Tobias Schwinger wrote:

> Further: none of the reviewers (except Doug Gregor, who
> was talking about the issue in the very specific context
> of merger with another library) did answer the following
> question:
>
> What's wrong with the tag types (other than personal
> taste) in the first place?

Having just read your other email, I think I now better
understand why you want tags -- and why you don't want to go
the traits route that I suggested.

What I don't like about the current interface is that it
seems to use an odd mixture of traits and tags. Let me try
to explain.

The library is supplying an interface to manipulate function
types (and function pointer, function reference and member
function pointer types). The two most obvious parts of a
function type are the return type and the parameter types.
These are queried via traits:

  result_type< Fn >::type
  mpl::at_c< parameter_types< Fn >, N >::type

However, on top of this, there are other aspects: calling
convention and variadic-ness (both of which are probably
relatively rarely required), and cv-quals for member
functions (which might be more frequently needed). These
are all handled by the tags mechanism.

  is_callable_builtin< Fn, variadic >::value

(I'm assuming that is_callable_builtin returns true for
functions, references, pointers and members.)

Finally, there's exactly what sort of function type we're
dealing with -- function, reference, pointer or member.
These are handled by separate traits:

  is_function_reference< Fn >::value
  is_member_function_pointer< Fn >::value

That's three (or four if you include the at_c usage to get
the nth parameter, but let's not go there again) subtly
different interfaces. I'm not concerned about the
difference between ::type and ::value -- as I can put ::type
in both cases and get a true_type or false_type.

But that still leaves two different interfaces, which IMO is
one too many. My traits suggestion removed one interface by
ditching the tags, but it wasn't the tag interface that I
disliked /per se/ -- it was the inconsistency.

What if you went the other way and used an exclusively
tag-based interface:

  namespace bft = boost::function_types;

  bft::get< int (), result_type >::type
    // int

  bft::get< int (), parameter_types >::type
    // an empty MPL sequence

  bft::get< void (int*, float), parameter_types >::type
    // an MPL sequence containing (int*, float)

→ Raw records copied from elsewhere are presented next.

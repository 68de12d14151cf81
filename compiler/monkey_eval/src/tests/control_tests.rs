use super::{error_message, inspect, parse_program, run};
use crate::{eval, new_environment, InterpreterBuilder, Value};
use monkey_ir::StringInterner;
use pretty_assertions::assert_eq;

#[test]
fn let_statements() {
    let cases = [
        ("let a = 5; a;", 5),
        ("let a = 5 * 5; a;", 25),
        ("let a = 5; let b = a; b;", 5),
        ("let a = 5; let b = a; let c = a + b + 5; c;", 15),
    ];
    for (source, expected) in cases {
        assert_eq!(run(source).unwrap(), Value::int(expected), "{source}");
    }
}

#[test]
fn let_evaluates_to_null() {
    assert_eq!(run("let a = 5;").unwrap(), Value::Null);
}

#[test]
fn return_statements() {
    let cases = [
        ("return 10;", 10),
        ("return 10; 9;", 10),
        ("return 2 * 5; 9;", 10),
        ("9; return 2 * 5; 9;", 10),
        ("let x = 5; return x; x + 1;", 5),
        ("if (10 > 1) { if (10 > 1) { return 10; } return 1; }", 10),
        (
            "let f = fn(x) { return x; x + 10; }; f(10);",
            10,
        ),
        (
            "let f = fn(x) { let result = x + 10; return result; return 10; }; f(10);",
            20,
        ),
    ];
    for (source, expected) in cases {
        assert_eq!(run(source).unwrap(), Value::int(expected), "{source}");
    }
}

#[test]
fn bare_return_is_null() {
    assert_eq!(run("return; 5").unwrap(), Value::Null);
    assert_eq!(run("let f = fn() { return; 1 }; f()").unwrap(), Value::Null);
}

#[test]
fn function_application() {
    let cases = [
        ("let identity = fn(x) { x; }; identity(5);", 5),
        ("let identity = fn(x) { return x; }; identity(5);", 5),
        ("let double = fn(x) { x * 2; }; double(5);", 10),
        ("let add = fn(x, y) { x + y; }; add(5, 5);", 10),
        ("let add = fn(x, y) { x + y; }; add(5 + 5, add(5, 5));", 20),
        ("fn(x) { x; }(5)", 5),
    ];
    for (source, expected) in cases {
        assert_eq!(run(source).unwrap(), Value::int(expected), "{source}");
    }
}

#[test]
fn closures_capture_defining_scope() {
    let source = "
        let newAdder = fn(x) { fn(y) { x + y }; };
        let addTwo = newAdder(2);
        addTwo(3);
    ";
    assert_eq!(run(source).unwrap(), Value::int(5));
}

#[test]
fn independent_closures_do_not_interfere() {
    let source = "
        let newAdder = fn(x) { fn(y) { x + y }; };
        let addTwo = newAdder(2);
        let addTen = newAdder(10);
        [addTwo(1), addTen(1), addTwo(1)];
    ";
    assert_eq!(inspect(source), "[3, 11, 3]");
}

#[test]
fn parameters_shadow_outer_bindings() {
    let source = "let x = 1; let f = fn(x) { x * 10 }; [f(5), x]";
    assert_eq!(inspect(source), "[50, 1]");
}

#[test]
fn let_inside_function_stays_local() {
    let source = "let x = 1; let f = fn() { let x = 2; x }; [f(), x]";
    assert_eq!(inspect(source), "[2, 1]");
}

#[test]
fn recursion_through_let_binding() {
    let source = "
        let fib = fn(n) { if (n < 2) { n } else { fib(n - 1) + fib(n - 2) } };
        fib(15);
    ";
    assert_eq!(run(source).unwrap(), Value::int(610));
}

#[test]
fn higher_order_functions() {
    let source = "
        let map = fn(arr, f) {
            let iter = fn(arr, acc) {
                if (len(arr) == 0) { acc } else { iter(rest(arr), push(acc, f(first(arr)))) }
            };
            iter(arr, []);
        };
        map([1, 2, 3], fn(x) { x * x });
    ";
    assert_eq!(inspect(source), "[1, 4, 9]");
}

#[test]
fn deep_recursion_without_limit() {
    let source = "
        let count = fn(n) { if (n == 0) { 0 } else { 1 + count(n - 1) } };
        count(5000);
    ";
    assert_eq!(run(source).unwrap(), Value::int(5000));
}

#[test]
fn call_depth_limit() {
    let interner = StringInterner::new();
    let program = parse_program(
        "let loop = fn(n) { loop(n + 1) }; loop(0);",
        &interner,
    );
    let error = InterpreterBuilder::new(&interner, program.arena.clone())
        .max_call_depth(Some(50))
        .build()
        .eval_program(&program)
        .unwrap_err();
    assert_eq!(error.to_string(), "maximum recursion depth exceeded (50)");
}

#[test]
fn call_depth_limit_allows_shallow_calls() {
    let interner = StringInterner::new();
    let program = parse_program(
        "let down = fn(n) { if (n == 0) { 0 } else { down(n - 1) } }; down(9);",
        &interner,
    );
    let result = InterpreterBuilder::new(&interner, program.arena.clone())
        .max_call_depth(Some(10))
        .build()
        .eval_program(&program);
    assert_eq!(result.unwrap(), Value::int(0));
}

#[test]
fn session_environment_persists_across_programs() {
    let interner = StringInterner::new();
    let env = new_environment();
    let first = parse_program("let add = fn(a, b) { a + b }; let x = 40;", &interner);
    eval(&first, &env, &interner).unwrap();
    // The defining program is gone; the closure keeps its arena alive.
    drop(first);
    let second = parse_program("add(x, 2)", &interner);
    assert_eq!(eval(&second, &env, &interner).unwrap(), Value::int(42));
}

#[test]
fn calling_non_function() {
    assert_eq!(error_message("let x = 5; x(1)"), "not a function: INTEGER");
    assert_eq!(error_message("\"f\"()"), "not a function: STRING");
}
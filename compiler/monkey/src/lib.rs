//! Driver for the Monkey interpreter.
//!
//! - [`repl`]: line-at-a-time interactive session over any reader/writer
//! - [`run`]: evaluate a whole source file once
//! - [`cli`]: command-line argument handling
//! - [`init_tracing`]: opt-in diagnostics via `MONKEY_LOG`

pub mod cli;
pub mod repl;
pub mod run;
mod session;
mod tracing_setup;

pub use session::{LineOutcome, Session};
pub use tracing_setup::init_tracing;
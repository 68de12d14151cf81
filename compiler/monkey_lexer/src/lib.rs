//! Lexer for Monkey using logos with string interning.
//!
//! [`Lexer::next_token`] hands out one token at a time and keeps returning
//! EOF once the input is exhausted; [`tokenize`] collects a whole source
//! into a [`TokenList`]. Lexing never fails: characters outside the
//! language become [`TokenKind::Illegal`] tokens and the parser reports them.

use logos::Logos;
use monkey_ir::{Name, Span, StringInterner, Token, TokenKind, TokenList};

/// Raw token from logos (before interning).
#[derive(Logos, Debug, Clone, Copy, PartialEq)]
#[logos(skip r"[ \t\r\n]+")]
enum RawToken {
    #[token("fn")]
    Function,
    #[token("let")]
    Let,
    #[token("true")]
    True,
    #[token("false")]
    False,
    #[token("if")]
    If,
    #[token("else")]
    Else,
    #[token("return")]
    Return,

    #[regex(r"[a-zA-Z_][a-zA-Z0-9_]*")]
    Ident,
    #[regex(r"[0-9]+")]
    Int,
    #[regex(r#""[^"]*""#)]
    Str,
    /// A string still open at end of input.
    #[regex(r#""[^"]*"#)]
    UnterminatedStr,

    #[token("==")]
    Eq,
    #[token("!=")]
    NotEq,
    #[token("=")]
    Assign,
    #[token("+")]
    Plus,
    #[token("-")]
    Minus,
    #[token("!")]
    Bang,
    #[token("*")]
    Asterisk,
    #[token("/")]
    Slash,
    #[token("<")]
    Lt,
    #[token(">")]
    Gt,

    #[token(",")]
    Comma,
    #[token(";")]
    Semicolon,
    #[token(":")]
    Colon,
    #[token("(")]
    LParen,
    #[token(")")]
    RParen,
    #[token("{")]
    LBrace,
    #[token("}")]
    RBrace,
    #[token("[")]
    LBracket,
    #[token("]")]
    RBracket,
}

impl RawToken {
    fn kind(self) -> TokenKind {
        match self {
            RawToken::Function => TokenKind::Function,
            RawToken::Let => TokenKind::Let,
            RawToken::True => TokenKind::True,
            RawToken::False => TokenKind::False,
            RawToken::If => TokenKind::If,
            RawToken::Else => TokenKind::Else,
            RawToken::Return => TokenKind::Return,
            RawToken::Ident => TokenKind::Ident,
            RawToken::Int => TokenKind::Int,
            RawToken::Str | RawToken::UnterminatedStr => TokenKind::Str,
            RawToken::Eq => TokenKind::Eq,
            RawToken::NotEq => TokenKind::NotEq,
            RawToken::Assign => TokenKind::Assign,
            RawToken::Plus => TokenKind::Plus,
            RawToken::Minus => TokenKind::Minus,
            RawToken::Bang => TokenKind::Bang,
            RawToken::Asterisk => TokenKind::Asterisk,
            RawToken::Slash => TokenKind::Slash,
            RawToken::Lt => TokenKind::Lt,
            RawToken::Gt => TokenKind::Gt,
            RawToken::Comma => TokenKind::Comma,
            RawToken::Semicolon => TokenKind::Semicolon,
            RawToken::Colon => TokenKind::Colon,
            RawToken::LParen => TokenKind::LParen,
            RawToken::RParen => TokenKind::RParen,
            RawToken::LBrace => TokenKind::LBrace,
            RawToken::RBrace => TokenKind::RBrace,
            RawToken::LBracket => TokenKind::LBracket,
            RawToken::RBracket => TokenKind::RBracket,
        }
    }

    /// Literal text for the token; strings drop their quotes.
    fn literal(self, slice: &str) -> &str {
        match self {
            RawToken::Str => slice
                .strip_prefix('"')
                .and_then(|s| s.strip_suffix('"'))
                .unwrap_or(slice),
            RawToken::UnterminatedStr => slice.strip_prefix('"').unwrap_or(slice),
            _ => slice,
        }
    }
}

/// Pull-based lexer over one source text.
pub struct Lexer<'src> {
    source: &'src str,
    logos: logos::Lexer<'src, RawToken>,
    interner: &'src StringInterner,
    eof: Span,
}

impl<'src> Lexer<'src> {
    /// # Panics
    /// Panics if `source` is longer than `u32::MAX` bytes.
    pub fn new(source: &'src str, interner: &'src StringInterner) -> Self {
        let eof_pos = u32::try_from(source.len())
            .unwrap_or_else(|_| panic!("source exceeds {} bytes", u32::MAX));
        Lexer {
            source,
            logos: RawToken::lexer(source),
            interner,
            eof: Span::point(eof_pos),
        }
    }

    /// Scan the next token, or EOF once input is exhausted (and forever after).
    pub fn next_token(&mut self) -> Token {
        let Some(result) = self.logos.next() else {
            return Token::new(TokenKind::Eof, Name::EMPTY, self.eof);
        };
        let range = self.logos.span();
        let span = Span::from_range(range.clone());

        match result {
            Ok(raw) => {
                let literal = self.interner.intern(raw.literal(self.logos.slice()));
                Token::new(raw.kind(), literal, span)
            }
            Err(()) => {
                // The error range may stop inside a multi-byte character.
                let text = self.source.get(range).unwrap_or_default();
                Token::new(TokenKind::Illegal, self.interner.intern(text), span)
            }
        }
    }
}

/// Lex a complete source into a token list ending with a single EOF.
pub fn tokenize(source: &str, interner: &StringInterner) -> TokenList {
    let mut lexer = Lexer::new(source, interner);
    let mut result = TokenList::new();
    loop {
        let token = lexer.next_token();
        result.push(token);
        if token.kind == TokenKind::Eof {
            return result;
        }
    }
}
use super::ensure_sufficient_stack;

fn nested_sum(depth: u64) -> u64 {
    ensure_sufficient_stack(|| if depth == 0 { 0 } else { nested_sum(depth - 1) + 1 })
}

#[test]
fn test_shallow_nesting() {
    assert_eq!(nested_sum(16), 16);
}

#[test]
fn test_deep_nesting_grows_stack() {
    // Far deeper than a default main-thread stack allows without growth.
    assert_eq!(nested_sum(200_000), 200_000);
}

#[test]
fn test_passes_result_through() {
    let result: Result<i64, String> = ensure_sufficient_stack(|| Err("boom".to_string()));
    assert_eq!(result, Err("boom".to_string()));
}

  bft::get< void (int*, float), parameter_type<0> >::type
    // int* -- optional syntactic sugar

  bft::get< void (...), is_variadic >::type
    // true_type

  bft::get< void (...), is_variadic >::value
    // true

  bft::get< void (), is_default_cc >::type
    // true_type

  bft::get< void (*)(), is_pointer >::type
    // true_type

etc... This is not very dissimilar to the existing
is_callable_scalar metafunction, but with addition
is_pointer, is_reference, etc... tags folded in.

> A "reject" vote for a matter of personal taste is pretty
> tough, IMO. But sadly it wouldn't surprise me much after
> reading some of the material from the GIL review...

Hey! I've never said I'm voting to reject ;-)

I said in my original review

| Although most of my comments are negative, I like this
| library, and would like to see it in Boost. I would
| prefer to see some modifications made first, but even in
| the absense of these, I'd still like to see it added.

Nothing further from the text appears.